* [WORK ORDER]:
Present an exact copy of each line below.

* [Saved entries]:
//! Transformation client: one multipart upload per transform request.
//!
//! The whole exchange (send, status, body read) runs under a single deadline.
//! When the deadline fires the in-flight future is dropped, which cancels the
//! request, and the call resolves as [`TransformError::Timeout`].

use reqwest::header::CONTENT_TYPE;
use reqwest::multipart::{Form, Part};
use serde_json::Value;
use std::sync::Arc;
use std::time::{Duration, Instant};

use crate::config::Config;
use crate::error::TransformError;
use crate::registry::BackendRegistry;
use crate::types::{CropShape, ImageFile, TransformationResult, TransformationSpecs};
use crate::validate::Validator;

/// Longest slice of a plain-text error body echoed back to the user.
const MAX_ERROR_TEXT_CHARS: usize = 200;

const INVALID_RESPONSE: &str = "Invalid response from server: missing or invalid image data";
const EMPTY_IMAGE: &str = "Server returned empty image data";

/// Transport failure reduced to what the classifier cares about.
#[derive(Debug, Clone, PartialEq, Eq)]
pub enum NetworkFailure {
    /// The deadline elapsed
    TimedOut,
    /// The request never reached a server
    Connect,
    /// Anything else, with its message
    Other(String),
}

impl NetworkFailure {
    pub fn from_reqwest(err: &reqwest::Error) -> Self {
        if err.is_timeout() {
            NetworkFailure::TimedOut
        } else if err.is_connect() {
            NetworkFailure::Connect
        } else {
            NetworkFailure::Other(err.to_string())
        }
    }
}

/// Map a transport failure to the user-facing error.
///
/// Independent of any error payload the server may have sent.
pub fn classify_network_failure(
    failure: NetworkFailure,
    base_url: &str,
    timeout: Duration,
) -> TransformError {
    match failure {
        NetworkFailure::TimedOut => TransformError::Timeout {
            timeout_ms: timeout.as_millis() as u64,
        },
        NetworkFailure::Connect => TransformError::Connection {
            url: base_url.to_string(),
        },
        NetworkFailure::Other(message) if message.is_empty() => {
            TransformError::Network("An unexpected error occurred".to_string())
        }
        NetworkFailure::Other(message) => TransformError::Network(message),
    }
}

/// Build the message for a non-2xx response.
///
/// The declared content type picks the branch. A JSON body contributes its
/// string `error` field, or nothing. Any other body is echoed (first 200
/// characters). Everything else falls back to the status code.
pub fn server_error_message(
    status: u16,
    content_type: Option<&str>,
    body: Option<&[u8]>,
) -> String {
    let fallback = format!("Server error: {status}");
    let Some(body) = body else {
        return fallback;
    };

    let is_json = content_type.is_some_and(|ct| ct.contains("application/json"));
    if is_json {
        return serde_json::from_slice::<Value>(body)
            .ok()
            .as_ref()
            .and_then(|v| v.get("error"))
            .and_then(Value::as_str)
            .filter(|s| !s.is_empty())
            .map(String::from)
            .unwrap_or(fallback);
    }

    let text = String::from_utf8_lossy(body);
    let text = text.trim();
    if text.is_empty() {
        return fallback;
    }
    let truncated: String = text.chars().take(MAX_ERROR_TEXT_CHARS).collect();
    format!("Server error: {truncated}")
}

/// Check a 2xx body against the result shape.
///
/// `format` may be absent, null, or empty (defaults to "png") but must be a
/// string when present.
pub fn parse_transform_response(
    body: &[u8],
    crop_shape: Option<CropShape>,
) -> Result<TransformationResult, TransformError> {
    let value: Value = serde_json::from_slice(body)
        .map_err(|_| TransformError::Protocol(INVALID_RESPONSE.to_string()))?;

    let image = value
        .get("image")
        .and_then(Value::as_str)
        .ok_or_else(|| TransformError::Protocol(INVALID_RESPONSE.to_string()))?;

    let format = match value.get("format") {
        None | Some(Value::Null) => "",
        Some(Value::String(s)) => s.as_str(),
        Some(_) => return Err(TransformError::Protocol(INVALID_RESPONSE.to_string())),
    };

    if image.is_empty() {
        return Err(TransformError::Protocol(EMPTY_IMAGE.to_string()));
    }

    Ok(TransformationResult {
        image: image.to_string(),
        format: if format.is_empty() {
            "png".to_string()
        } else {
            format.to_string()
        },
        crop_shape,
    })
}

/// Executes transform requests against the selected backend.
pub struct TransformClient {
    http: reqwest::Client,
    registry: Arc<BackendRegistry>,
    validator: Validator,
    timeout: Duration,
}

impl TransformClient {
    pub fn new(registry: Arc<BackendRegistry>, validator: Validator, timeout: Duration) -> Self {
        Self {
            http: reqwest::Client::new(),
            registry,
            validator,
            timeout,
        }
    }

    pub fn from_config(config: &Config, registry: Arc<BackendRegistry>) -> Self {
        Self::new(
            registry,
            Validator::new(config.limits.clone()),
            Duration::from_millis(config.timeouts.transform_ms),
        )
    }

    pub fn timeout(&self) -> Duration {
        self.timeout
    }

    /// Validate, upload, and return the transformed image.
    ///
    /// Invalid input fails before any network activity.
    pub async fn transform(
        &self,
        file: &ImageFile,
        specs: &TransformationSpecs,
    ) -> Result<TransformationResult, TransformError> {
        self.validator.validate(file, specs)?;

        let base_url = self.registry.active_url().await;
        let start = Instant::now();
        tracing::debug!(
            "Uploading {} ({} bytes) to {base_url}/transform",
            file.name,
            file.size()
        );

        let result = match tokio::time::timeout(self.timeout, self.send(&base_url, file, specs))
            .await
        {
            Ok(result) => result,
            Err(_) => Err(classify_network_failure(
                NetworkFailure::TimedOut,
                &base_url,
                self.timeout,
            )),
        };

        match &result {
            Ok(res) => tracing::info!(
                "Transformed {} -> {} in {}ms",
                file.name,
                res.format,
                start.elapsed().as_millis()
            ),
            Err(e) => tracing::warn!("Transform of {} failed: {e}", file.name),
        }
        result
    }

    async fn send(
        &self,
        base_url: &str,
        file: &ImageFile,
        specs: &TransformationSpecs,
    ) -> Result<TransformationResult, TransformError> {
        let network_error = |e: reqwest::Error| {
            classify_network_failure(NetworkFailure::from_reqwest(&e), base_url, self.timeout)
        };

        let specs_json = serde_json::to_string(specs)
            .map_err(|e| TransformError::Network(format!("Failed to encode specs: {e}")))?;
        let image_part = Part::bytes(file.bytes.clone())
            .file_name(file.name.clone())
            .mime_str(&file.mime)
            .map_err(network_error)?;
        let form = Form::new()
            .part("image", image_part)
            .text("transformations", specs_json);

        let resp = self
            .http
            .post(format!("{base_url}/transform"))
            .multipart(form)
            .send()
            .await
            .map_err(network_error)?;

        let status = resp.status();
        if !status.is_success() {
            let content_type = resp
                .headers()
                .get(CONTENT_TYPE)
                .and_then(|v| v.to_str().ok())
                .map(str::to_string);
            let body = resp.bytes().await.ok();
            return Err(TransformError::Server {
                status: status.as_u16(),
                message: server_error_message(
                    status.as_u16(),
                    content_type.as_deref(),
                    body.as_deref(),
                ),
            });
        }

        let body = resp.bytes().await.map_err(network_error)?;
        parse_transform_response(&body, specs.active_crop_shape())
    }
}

* [OUTPUT BELOW]:
//! Transformation client: one multipart upload per transform request.
//!
//! The whole exchange (send, status, body read) runs under a single deadline.
//! When the deadline fires the in-flight future is dropped, which cancels the
//! request, and the call resolves as [`TransformError::Timeout`].

use reqwest::header::CONTENT_TYPE;
use reqwest::multipart::{Form, Part};
use serde_json::Value;
use std::sync::Arc;
use std::time::{Duration, Instant};

use crate::config::Config;
use crate::error::TransformError;
use crate::registry::BackendRegistry;
use crate::types::{CropShape, ImageFile, TransformationResult, TransformationSpecs};
use crate::validate::Validator;

/// Longest slice of a plain-text error body echoed back to the user.
const MAX_ERROR_TEXT_CHARS: usize = 200;

const INVALID_RESPONSE: &str = "Invalid response from server: missing or invalid image data";
const EMPTY_IMAGE: &str = "Server returned empty image data";

/// Transport failure reduced to what the classifier cares about.
#[derive(Debug, Clone, PartialEq, Eq)]
pub enum NetworkFailure {
    /// The deadline elapsed
    TimedOut,
    /// The request never reached a server
    Connect,
    /// Anything else, with its message
    Other(String),
}

impl NetworkFailure {
    pub fn from_reqwest(err: &reqwest::Error) -> Self {
        if err.is_timeout() {
            NetworkFailure::TimedOut
        } else if err.is_connect() {
            NetworkFailure::Connect
        } else {
            NetworkFailure::Other(err.to_string())
        }
    }
}

/// Map a transport failure to the user-facing error.
///
/// Independent of any error payload the server may have sent.
pub fn classify_network_failure(
    failure: NetworkFailure,
    base_url: &str,
    timeout: Duration,
) -> TransformError {
    match failure {
        NetworkFailure::TimedOut => TransformError::Timeout {
            timeout_ms: timeout.as_millis() as u64,
        },
        NetworkFailure::Connect => TransformError::Connection {
            url: base_url.to_string(),
        },
        NetworkFailure::Other(message) if message.is_empty() => {
            TransformError::Network("An unexpected error occurred".to_string())
        }
        NetworkFailure::Other(message) => TransformError::Network(message),
    }
}

/// Build the message for a non-2xx response.
///
/// The declared content type picks the branch. A JSON body contributes its
/// string `error` field, or nothing. Any other body is echoed (first 200
/// characters). Everything else falls back to the status code.
pub fn server_error_message(
    status: u16,
    content_type: Option<&str>,
    body: Option<&[u8]>,
) -> String {
    let fallback = format!("Server error: {status}");
    let Some(body) = body else {
        return fallback;
    };

    let is_json = content_type.is_some_and(|ct| ct.contains("application/json"));
    if is_json {
        return serde_json::from_slice::<Value>(body)
            .ok()
            .as_ref()
            .and_then(|v| v.get("error"))
            .and_then(Value::as_str)
            .filter(|s| !s.is_empty())
            .map(String::from)
            .unwrap_or(fallback);
    }

    let text = String::from_utf8_lossy(body);
    let text = text.trim();
    if text.is_empty() {
        return fallback;
    }
    let truncated: String = text.chars().take(MAX_ERROR_TEXT_CHARS).collect();
    format!("Server error: {truncated}")
}

/// Check a 2xx body against the result shape.
///
/// `format` may be absent, null, or empty (defaults to "png") but must be a
/// string when present.
pub fn parse_transform_response(
    body: &[u8],
    crop_shape: Option<CropShape>,
) -> Result<TransformationResult, TransformError> {
    let value: Value = serde_json::from_slice(body)
        .map_err(|_| TransformError::Protocol(INVALID_RESPONSE.to_string()))?;

    let image = value
        .get("image")
        .and_then(Value::as_str)
        .ok_or_else(|| TransformError::Protocol(INVALID_RESPONSE.to_string()))?;

    let format = match value.get("format") {
        None | Some(Value::Null) => "",
        Some(Value::String(s)) => s.as_str(),
        Some(_) => return Err(TransformError::Protocol(INVALID_RESPONSE.to_string())),
    };

    if image.is_empty() {
        return Err(TransformError::Protocol(EMPTY_IMAGE.to_string()));
    }

    Ok(TransformationResult {
        image: image.to_string(),
        format: if format.is_empty() {
            "png".to_string()
        } else {
            format.to_string()
        },
        crop_shape,
    })
}

/// Executes transform requests against the selected backend.
pub struct TransformClient {
    http: reqwest::Client,
    registry: Arc<BackendRegistry>,
    validator: Validator,
    timeout: Duration,
}

impl TransformClient {
    pub fn new(registry: Arc<BackendRegistry>, validator: Validator, timeout: Duration) -> Self {
        Self {
            http: reqwest::Client::new(),
            registry,
            validator,
            timeout,
        }
    }

    pub fn from_config(config: &Config, registry: Arc<BackendRegistry>) -> Self {
        Self::new(
            registry,
            Validator::new(config.limits.clone()),
            Duration::from_millis(config.timeouts.transform_ms),
        )
    }

    pub fn timeout(&self) -> Duration {
        self.timeout
    }

    /// Validate, upload, and return the transformed image.
    ///
    /// Invalid input fails before any network activity.
    pub async fn transform(
        &self,
        file: &ImageFile,
        specs: &TransformationSpecs,
    ) -> Result<TransformationResult, TransformError> {
        self.validator.validate(file, specs)?;

        let base_url = self.registry.active_url().await;
        let start = Instant::now();
        tracing::debug!(
            "Uploading {} ({} bytes) to {base_url}/transform",
            file.name,
            file.size()
        );

        let result = match tokio::time::timeout(self.timeout, self.send(&base_url, file, specs))
            .await
        {
            Ok(result) => result,
            Err(_) => Err(classify_network_failure(
                NetworkFailure::TimedOut,
                &base_url,
                self.timeout,
            )),
        };

        match &result {
            Ok(res) => tracing::info!(
                "Transformed {} -> {} in {}ms",
                file.name,
                res.format,
                start.elapsed().as_millis()
            ),
            Err(e) => tracing::warn!("Transform of {} failed: {e}", file.name),
        }
        result
    }

    async fn send(
        &self,
        base_url: &str,
        file: &ImageFile,
        specs: &TransformationSpecs,
    ) -> Result<TransformationResult, TransformError> {
        let network_error = |e: reqwest::Error| {
            classify_network_failure(NetworkFailure::from_reqwest(&e), base_url, self.timeout)
        };

        let specs_json = serde_json::to_string(specs)
            .map_err(|e| TransformError::Network(format!("Failed to encode specs: {e}")))?;
        let image_part = Part::bytes(file.bytes.clone())
            .file_name(file.name.clone())
            .mime_str(&file.mime)
            .map_err(network_error)?;
        let form = Form::new()
            .part("image", image_part)
            .text("transformations", specs_json);

        let resp = self
            .http
            .post(format!("{base_url}/transform"))
            .multipart(form)
            .send()
            .await
            .map_err(network_error)?;

        let status = resp.status();
        if !status.is_success() {
            let content_type = resp
                .headers()
                .get(CONTENT_TYPE)
                .and_then(|v| v.to_str().ok())
                .map(str::to_string);
            let body = resp.bytes().await.ok();
            return Err(TransformError::Server {
                status: status.as_u16(),
                message: server_error_message(
                    status.as_u16(),
                    content_type.as_deref(),
                    body.as_deref(),
                ),
            });
        }

        let body = resp.bytes().await.map_err(network_error)?;
        parse_transform_response(&body, specs.active_crop_shape())
    }
}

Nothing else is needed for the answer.